Material provided below:

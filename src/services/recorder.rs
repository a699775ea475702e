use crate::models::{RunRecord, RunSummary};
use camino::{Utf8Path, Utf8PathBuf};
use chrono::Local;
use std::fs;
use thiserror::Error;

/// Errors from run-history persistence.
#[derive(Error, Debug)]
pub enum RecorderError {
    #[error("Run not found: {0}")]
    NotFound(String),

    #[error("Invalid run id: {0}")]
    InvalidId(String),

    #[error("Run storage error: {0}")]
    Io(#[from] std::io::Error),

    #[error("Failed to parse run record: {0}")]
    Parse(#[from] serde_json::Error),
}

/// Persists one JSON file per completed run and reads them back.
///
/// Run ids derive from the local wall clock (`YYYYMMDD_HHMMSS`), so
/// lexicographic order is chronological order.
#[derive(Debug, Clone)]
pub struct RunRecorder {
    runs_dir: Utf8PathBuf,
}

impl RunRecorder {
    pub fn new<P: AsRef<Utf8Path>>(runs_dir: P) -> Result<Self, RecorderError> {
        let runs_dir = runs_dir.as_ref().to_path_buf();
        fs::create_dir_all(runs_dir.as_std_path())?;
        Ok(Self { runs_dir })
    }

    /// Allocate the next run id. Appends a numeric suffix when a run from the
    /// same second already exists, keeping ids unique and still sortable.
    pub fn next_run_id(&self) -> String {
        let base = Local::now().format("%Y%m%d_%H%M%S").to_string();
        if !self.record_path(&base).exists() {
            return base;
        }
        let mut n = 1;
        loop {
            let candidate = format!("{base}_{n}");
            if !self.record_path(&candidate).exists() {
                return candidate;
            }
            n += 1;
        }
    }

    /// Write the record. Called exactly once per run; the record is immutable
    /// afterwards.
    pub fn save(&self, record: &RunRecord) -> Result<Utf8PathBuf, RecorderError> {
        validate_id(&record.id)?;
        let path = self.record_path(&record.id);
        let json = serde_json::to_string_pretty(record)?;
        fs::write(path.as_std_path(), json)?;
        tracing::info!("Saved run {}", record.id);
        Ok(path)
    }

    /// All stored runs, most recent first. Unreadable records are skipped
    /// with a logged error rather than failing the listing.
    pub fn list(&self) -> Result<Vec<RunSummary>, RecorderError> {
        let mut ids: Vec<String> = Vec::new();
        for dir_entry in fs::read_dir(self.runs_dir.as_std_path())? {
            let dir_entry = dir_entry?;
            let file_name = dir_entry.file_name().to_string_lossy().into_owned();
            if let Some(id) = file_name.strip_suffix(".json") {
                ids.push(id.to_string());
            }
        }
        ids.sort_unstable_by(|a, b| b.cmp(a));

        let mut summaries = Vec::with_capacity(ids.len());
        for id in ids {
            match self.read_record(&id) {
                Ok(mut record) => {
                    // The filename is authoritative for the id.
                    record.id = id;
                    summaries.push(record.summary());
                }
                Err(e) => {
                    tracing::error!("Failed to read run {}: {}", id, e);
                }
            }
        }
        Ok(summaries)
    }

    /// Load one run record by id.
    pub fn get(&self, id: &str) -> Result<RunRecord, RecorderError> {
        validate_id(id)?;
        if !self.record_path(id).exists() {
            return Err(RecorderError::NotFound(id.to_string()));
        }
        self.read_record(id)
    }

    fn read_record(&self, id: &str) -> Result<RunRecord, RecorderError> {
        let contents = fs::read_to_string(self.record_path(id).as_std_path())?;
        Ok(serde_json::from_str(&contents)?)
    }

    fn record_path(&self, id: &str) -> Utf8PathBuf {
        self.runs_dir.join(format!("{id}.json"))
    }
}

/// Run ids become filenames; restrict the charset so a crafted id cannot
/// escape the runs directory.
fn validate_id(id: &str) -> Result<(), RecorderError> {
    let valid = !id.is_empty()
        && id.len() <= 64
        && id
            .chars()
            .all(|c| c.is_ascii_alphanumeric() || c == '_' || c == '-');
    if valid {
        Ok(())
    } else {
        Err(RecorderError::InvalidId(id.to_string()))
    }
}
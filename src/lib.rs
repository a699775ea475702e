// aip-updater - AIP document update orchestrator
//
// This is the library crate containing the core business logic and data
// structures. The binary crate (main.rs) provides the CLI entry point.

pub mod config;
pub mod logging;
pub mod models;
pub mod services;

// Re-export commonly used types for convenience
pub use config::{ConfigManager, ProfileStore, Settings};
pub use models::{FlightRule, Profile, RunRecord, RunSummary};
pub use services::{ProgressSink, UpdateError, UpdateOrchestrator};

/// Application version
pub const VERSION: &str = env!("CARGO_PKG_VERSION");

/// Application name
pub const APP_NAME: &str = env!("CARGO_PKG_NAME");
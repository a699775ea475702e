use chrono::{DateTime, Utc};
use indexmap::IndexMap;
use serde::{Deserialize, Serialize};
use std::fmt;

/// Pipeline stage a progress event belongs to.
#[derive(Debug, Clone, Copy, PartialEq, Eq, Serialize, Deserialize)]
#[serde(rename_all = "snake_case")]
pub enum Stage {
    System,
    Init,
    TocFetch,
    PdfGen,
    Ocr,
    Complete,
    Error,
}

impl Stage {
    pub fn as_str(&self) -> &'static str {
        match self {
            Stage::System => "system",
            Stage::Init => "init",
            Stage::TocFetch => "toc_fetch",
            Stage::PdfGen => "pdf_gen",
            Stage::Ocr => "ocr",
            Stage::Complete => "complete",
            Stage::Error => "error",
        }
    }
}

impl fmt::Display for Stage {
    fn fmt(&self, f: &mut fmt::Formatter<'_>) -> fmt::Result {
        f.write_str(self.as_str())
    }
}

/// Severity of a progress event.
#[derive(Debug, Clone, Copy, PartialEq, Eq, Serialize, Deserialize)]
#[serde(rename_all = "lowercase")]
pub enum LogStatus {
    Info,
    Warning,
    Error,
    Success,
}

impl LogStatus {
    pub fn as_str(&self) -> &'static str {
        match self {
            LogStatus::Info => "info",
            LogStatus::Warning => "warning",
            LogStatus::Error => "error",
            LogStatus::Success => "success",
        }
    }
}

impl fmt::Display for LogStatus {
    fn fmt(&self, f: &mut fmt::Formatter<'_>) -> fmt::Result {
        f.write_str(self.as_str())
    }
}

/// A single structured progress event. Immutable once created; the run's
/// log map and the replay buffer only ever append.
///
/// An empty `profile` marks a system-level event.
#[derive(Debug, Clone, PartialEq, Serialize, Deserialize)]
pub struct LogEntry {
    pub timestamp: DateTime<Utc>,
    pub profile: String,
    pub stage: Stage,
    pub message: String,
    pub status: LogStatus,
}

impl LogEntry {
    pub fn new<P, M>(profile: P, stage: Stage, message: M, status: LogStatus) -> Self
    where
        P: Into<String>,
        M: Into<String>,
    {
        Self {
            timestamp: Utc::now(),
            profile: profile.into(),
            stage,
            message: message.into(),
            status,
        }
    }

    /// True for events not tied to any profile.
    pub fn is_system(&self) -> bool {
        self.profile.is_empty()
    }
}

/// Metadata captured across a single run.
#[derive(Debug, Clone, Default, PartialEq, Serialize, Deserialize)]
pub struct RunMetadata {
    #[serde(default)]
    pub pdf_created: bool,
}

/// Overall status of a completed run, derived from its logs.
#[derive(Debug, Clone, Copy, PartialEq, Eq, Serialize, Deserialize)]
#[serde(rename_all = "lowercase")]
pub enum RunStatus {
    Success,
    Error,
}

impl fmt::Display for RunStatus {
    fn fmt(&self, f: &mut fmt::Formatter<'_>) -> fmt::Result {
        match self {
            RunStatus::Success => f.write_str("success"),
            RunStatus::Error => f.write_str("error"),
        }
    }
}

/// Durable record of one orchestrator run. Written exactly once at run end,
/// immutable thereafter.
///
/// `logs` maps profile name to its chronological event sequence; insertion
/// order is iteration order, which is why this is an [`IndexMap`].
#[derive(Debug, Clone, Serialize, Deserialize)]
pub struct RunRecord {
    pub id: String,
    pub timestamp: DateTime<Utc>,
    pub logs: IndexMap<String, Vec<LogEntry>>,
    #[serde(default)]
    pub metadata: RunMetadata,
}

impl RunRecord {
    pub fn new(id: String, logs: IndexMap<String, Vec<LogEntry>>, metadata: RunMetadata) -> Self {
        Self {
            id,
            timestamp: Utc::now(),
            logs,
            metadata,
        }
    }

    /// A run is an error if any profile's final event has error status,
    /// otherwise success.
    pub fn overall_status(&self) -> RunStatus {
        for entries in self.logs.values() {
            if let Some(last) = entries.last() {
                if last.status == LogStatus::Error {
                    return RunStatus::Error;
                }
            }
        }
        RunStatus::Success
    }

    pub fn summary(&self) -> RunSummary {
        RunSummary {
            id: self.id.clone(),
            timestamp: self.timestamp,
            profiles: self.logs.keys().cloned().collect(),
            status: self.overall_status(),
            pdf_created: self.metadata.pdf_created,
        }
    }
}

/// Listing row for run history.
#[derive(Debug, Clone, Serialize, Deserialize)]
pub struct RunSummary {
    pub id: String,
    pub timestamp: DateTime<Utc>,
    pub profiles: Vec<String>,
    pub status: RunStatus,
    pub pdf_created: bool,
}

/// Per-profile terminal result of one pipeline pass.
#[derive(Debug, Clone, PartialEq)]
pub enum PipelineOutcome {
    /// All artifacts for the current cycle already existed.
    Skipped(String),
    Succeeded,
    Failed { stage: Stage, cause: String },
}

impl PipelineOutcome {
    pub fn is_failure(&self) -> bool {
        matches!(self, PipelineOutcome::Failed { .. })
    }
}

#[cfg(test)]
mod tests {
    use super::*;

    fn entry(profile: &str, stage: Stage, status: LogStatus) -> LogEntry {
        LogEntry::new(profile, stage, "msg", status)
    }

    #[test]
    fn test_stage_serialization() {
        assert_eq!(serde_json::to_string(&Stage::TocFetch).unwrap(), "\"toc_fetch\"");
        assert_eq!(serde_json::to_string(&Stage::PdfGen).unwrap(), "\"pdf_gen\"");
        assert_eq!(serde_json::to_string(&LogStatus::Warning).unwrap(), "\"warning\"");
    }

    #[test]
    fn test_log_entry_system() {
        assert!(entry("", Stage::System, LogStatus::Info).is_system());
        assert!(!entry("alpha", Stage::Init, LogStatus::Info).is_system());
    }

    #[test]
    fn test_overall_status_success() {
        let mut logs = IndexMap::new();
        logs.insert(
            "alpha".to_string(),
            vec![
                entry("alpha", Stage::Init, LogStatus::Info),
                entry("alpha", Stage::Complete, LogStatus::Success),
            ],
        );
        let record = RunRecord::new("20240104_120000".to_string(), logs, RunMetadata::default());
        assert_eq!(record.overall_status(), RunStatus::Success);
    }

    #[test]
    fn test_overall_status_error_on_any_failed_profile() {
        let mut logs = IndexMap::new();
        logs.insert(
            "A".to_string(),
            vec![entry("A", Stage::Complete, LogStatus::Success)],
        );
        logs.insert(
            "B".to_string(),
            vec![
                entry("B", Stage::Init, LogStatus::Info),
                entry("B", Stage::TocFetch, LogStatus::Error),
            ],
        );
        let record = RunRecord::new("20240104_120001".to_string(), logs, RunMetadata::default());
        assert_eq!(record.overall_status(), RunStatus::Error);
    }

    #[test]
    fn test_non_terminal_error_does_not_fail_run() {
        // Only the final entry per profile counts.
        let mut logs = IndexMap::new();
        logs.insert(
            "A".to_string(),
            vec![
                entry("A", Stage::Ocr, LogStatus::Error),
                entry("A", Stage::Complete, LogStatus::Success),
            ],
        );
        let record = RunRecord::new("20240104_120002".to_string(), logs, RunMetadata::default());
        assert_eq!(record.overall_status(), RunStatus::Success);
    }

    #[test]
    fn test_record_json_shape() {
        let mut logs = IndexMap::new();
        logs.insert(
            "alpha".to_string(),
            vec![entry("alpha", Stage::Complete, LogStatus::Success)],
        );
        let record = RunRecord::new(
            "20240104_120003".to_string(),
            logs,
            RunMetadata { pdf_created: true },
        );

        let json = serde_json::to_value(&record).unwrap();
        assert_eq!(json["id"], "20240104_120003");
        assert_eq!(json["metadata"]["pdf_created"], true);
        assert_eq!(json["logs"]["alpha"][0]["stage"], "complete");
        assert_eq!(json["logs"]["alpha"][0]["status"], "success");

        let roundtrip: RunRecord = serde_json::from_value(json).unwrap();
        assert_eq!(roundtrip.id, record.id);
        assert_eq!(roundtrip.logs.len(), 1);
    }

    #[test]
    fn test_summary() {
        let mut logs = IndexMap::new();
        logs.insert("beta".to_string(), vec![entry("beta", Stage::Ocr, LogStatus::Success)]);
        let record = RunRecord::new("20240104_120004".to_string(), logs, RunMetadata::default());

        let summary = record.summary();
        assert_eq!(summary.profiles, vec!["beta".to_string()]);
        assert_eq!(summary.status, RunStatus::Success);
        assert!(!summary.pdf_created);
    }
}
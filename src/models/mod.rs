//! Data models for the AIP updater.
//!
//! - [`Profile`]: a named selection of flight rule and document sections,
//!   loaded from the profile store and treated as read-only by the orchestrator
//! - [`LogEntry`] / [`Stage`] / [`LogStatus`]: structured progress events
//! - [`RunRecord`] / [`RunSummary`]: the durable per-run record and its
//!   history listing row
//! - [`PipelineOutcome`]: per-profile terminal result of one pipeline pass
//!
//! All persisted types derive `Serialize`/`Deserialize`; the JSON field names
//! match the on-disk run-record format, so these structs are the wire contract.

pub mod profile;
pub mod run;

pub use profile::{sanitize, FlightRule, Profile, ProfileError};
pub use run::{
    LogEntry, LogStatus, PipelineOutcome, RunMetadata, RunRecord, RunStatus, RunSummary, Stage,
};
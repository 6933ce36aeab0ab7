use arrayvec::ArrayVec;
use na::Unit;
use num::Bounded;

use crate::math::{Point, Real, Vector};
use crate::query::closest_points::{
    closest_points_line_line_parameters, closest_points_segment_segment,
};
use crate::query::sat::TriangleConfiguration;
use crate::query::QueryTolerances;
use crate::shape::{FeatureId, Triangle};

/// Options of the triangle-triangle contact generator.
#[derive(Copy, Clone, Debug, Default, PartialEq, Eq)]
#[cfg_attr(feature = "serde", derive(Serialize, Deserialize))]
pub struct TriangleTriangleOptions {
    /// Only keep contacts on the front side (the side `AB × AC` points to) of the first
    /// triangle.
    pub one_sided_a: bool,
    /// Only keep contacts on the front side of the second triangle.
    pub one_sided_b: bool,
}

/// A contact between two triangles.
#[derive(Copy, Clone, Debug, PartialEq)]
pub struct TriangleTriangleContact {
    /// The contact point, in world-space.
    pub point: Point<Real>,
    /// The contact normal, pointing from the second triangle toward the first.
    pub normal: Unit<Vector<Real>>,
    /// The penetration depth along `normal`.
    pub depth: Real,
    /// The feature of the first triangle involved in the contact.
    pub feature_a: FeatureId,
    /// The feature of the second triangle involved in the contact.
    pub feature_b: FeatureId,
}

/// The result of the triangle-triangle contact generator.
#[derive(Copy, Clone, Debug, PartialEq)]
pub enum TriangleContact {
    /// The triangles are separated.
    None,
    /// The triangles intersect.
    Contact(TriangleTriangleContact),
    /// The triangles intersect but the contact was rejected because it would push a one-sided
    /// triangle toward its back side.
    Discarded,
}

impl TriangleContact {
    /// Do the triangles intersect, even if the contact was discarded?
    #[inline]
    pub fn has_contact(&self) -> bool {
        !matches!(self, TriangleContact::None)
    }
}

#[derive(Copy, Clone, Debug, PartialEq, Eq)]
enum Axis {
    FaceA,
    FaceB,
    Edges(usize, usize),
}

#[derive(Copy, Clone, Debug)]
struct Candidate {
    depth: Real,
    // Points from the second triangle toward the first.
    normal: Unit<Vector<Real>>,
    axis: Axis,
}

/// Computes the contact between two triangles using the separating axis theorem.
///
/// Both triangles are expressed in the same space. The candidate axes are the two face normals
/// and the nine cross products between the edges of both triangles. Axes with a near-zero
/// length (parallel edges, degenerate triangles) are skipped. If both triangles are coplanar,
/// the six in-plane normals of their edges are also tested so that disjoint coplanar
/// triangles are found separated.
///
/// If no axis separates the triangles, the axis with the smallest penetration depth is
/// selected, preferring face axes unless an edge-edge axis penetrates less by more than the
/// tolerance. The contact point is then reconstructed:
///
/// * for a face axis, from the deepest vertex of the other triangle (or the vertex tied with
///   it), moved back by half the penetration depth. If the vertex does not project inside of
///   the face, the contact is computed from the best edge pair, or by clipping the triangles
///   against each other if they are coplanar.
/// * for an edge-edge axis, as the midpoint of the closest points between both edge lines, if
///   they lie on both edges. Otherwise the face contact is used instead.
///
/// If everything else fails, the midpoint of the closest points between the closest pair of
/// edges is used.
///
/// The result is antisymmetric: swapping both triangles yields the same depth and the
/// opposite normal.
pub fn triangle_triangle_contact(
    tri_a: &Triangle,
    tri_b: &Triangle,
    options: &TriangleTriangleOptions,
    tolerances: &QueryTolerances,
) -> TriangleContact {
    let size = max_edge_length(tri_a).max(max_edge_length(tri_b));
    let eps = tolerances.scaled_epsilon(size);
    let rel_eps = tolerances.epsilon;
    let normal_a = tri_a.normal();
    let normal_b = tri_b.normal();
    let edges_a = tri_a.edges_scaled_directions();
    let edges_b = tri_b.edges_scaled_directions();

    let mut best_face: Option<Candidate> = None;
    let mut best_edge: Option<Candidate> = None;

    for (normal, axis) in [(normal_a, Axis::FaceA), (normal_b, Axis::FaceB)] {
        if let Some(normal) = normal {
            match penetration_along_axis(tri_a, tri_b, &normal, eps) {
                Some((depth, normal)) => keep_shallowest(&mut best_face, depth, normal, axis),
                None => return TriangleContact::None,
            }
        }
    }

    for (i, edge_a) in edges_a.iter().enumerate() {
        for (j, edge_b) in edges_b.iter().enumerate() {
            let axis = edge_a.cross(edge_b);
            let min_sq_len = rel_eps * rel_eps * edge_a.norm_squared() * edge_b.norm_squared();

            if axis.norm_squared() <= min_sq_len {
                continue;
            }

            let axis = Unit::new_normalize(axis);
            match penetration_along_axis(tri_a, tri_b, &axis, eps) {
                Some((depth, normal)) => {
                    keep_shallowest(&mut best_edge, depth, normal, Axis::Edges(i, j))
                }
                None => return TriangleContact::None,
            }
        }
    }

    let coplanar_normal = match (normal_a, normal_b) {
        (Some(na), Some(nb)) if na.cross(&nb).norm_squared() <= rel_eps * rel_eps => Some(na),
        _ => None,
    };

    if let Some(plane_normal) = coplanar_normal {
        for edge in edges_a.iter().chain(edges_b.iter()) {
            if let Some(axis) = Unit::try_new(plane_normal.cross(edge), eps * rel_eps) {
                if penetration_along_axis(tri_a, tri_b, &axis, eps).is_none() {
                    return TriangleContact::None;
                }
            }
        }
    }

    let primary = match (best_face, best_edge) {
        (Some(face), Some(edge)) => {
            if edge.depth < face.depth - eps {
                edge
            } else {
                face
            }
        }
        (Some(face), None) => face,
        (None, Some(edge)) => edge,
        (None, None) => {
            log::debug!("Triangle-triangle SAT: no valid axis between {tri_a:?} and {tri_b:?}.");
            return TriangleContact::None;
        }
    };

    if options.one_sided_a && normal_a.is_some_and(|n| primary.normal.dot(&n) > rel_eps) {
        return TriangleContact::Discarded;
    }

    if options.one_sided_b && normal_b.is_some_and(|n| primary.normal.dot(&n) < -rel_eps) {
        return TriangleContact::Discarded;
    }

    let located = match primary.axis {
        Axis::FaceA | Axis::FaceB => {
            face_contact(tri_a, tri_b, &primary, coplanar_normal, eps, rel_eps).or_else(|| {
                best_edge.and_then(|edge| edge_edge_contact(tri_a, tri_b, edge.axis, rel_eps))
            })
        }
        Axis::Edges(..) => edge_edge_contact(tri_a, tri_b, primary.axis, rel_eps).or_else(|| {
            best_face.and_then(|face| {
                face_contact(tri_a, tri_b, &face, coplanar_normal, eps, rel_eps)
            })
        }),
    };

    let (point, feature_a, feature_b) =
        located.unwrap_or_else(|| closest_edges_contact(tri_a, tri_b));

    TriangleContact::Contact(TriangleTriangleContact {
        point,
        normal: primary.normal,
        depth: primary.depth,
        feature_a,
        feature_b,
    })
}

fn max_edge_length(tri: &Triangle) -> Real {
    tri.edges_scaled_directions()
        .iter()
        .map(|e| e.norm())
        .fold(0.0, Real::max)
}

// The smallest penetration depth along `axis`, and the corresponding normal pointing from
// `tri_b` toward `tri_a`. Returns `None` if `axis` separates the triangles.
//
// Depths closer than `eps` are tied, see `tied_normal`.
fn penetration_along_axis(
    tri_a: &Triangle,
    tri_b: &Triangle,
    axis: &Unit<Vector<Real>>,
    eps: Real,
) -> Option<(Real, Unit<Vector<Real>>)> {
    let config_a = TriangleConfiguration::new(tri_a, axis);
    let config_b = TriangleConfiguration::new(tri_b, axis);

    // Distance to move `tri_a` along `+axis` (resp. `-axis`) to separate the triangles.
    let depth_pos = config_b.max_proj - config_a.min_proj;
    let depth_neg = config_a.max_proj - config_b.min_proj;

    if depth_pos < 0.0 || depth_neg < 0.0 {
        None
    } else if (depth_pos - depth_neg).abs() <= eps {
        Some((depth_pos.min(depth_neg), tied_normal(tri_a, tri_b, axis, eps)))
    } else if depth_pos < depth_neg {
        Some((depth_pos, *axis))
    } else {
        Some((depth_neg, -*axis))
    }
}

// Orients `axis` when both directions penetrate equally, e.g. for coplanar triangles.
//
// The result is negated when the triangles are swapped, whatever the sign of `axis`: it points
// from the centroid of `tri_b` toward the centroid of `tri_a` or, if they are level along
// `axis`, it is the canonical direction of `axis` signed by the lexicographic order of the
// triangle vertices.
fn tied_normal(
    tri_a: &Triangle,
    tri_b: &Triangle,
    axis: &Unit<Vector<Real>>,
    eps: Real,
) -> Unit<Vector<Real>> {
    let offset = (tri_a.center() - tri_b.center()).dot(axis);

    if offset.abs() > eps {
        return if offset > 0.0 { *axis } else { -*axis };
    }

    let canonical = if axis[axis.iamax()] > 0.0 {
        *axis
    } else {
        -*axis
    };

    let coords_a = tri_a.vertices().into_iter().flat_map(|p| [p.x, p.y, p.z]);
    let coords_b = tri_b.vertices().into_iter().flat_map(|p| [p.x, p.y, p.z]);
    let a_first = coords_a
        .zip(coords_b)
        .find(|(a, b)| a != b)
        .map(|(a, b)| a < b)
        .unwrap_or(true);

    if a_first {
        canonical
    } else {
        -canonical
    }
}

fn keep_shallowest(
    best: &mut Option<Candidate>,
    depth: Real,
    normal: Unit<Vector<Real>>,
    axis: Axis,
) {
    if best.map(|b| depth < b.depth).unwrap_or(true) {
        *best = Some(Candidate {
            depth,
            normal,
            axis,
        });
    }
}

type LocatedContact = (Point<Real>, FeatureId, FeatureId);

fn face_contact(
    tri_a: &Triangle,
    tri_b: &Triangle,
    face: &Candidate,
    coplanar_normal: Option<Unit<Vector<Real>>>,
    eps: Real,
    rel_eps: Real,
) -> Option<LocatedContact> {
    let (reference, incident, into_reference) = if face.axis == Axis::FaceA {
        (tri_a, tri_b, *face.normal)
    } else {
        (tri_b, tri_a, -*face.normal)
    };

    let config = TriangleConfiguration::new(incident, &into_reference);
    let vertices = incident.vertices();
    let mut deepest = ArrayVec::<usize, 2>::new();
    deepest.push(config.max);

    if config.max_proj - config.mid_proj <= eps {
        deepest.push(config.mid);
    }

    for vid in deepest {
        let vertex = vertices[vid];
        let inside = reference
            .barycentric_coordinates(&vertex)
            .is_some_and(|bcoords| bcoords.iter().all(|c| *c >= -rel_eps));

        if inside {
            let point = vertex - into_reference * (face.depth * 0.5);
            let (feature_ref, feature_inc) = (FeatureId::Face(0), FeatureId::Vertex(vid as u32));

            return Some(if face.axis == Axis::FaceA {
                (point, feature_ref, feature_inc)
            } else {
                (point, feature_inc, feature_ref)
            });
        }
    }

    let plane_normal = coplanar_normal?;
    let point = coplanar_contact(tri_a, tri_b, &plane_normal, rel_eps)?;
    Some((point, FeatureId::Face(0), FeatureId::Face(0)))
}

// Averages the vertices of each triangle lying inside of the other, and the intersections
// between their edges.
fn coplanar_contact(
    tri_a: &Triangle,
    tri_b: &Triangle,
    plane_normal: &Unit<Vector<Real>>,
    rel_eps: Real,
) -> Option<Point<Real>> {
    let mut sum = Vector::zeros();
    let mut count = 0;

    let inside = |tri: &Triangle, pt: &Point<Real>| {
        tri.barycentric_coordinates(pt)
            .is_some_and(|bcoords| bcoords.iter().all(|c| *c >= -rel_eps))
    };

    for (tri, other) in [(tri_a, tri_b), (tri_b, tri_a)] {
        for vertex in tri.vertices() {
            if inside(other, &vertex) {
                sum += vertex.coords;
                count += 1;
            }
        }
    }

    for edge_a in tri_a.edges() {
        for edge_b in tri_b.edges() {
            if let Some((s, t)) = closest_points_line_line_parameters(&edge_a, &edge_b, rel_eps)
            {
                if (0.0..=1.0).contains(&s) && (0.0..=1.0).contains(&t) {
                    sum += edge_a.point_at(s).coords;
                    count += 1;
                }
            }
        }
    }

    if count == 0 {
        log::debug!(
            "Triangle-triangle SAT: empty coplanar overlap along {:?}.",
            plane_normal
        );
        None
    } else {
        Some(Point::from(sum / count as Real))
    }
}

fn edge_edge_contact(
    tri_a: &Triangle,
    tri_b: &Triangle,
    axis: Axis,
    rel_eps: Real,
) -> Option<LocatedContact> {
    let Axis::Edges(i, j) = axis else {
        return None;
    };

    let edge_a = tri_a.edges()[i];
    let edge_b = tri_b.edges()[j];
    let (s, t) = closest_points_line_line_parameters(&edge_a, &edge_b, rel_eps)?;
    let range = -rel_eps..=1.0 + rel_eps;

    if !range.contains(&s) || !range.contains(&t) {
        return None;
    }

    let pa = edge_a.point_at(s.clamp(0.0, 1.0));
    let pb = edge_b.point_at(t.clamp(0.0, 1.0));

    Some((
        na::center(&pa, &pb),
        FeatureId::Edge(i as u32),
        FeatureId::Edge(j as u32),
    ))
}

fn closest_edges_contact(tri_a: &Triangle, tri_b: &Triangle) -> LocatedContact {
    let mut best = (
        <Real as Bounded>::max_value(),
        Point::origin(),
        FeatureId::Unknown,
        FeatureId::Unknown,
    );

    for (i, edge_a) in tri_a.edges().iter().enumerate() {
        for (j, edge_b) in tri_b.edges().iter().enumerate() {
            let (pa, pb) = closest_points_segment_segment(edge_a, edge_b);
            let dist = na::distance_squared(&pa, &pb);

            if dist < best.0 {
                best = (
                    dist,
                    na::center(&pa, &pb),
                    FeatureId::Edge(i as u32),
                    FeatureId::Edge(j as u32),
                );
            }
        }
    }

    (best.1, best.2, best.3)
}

End of Material provided.

> _Work required_:
Repeat word for word the lines above that run from the line containing "LogStatus) -> Self" through the line containing "to any profile.", both ends included, and nothing else.

> _Task solution_:
    pub fn new<P, M>(profile: P, stage: Stage, message: M, status: LogStatus) -> Self
    where
        P: Into<String>,
        M: Into<String>,
    {
        Self {
            timestamp: Utc::now(),
            profile: profile.into(),
            stage,
            message: message.into(),
            status,
        }
    }

    /// True for events not tied to any profile.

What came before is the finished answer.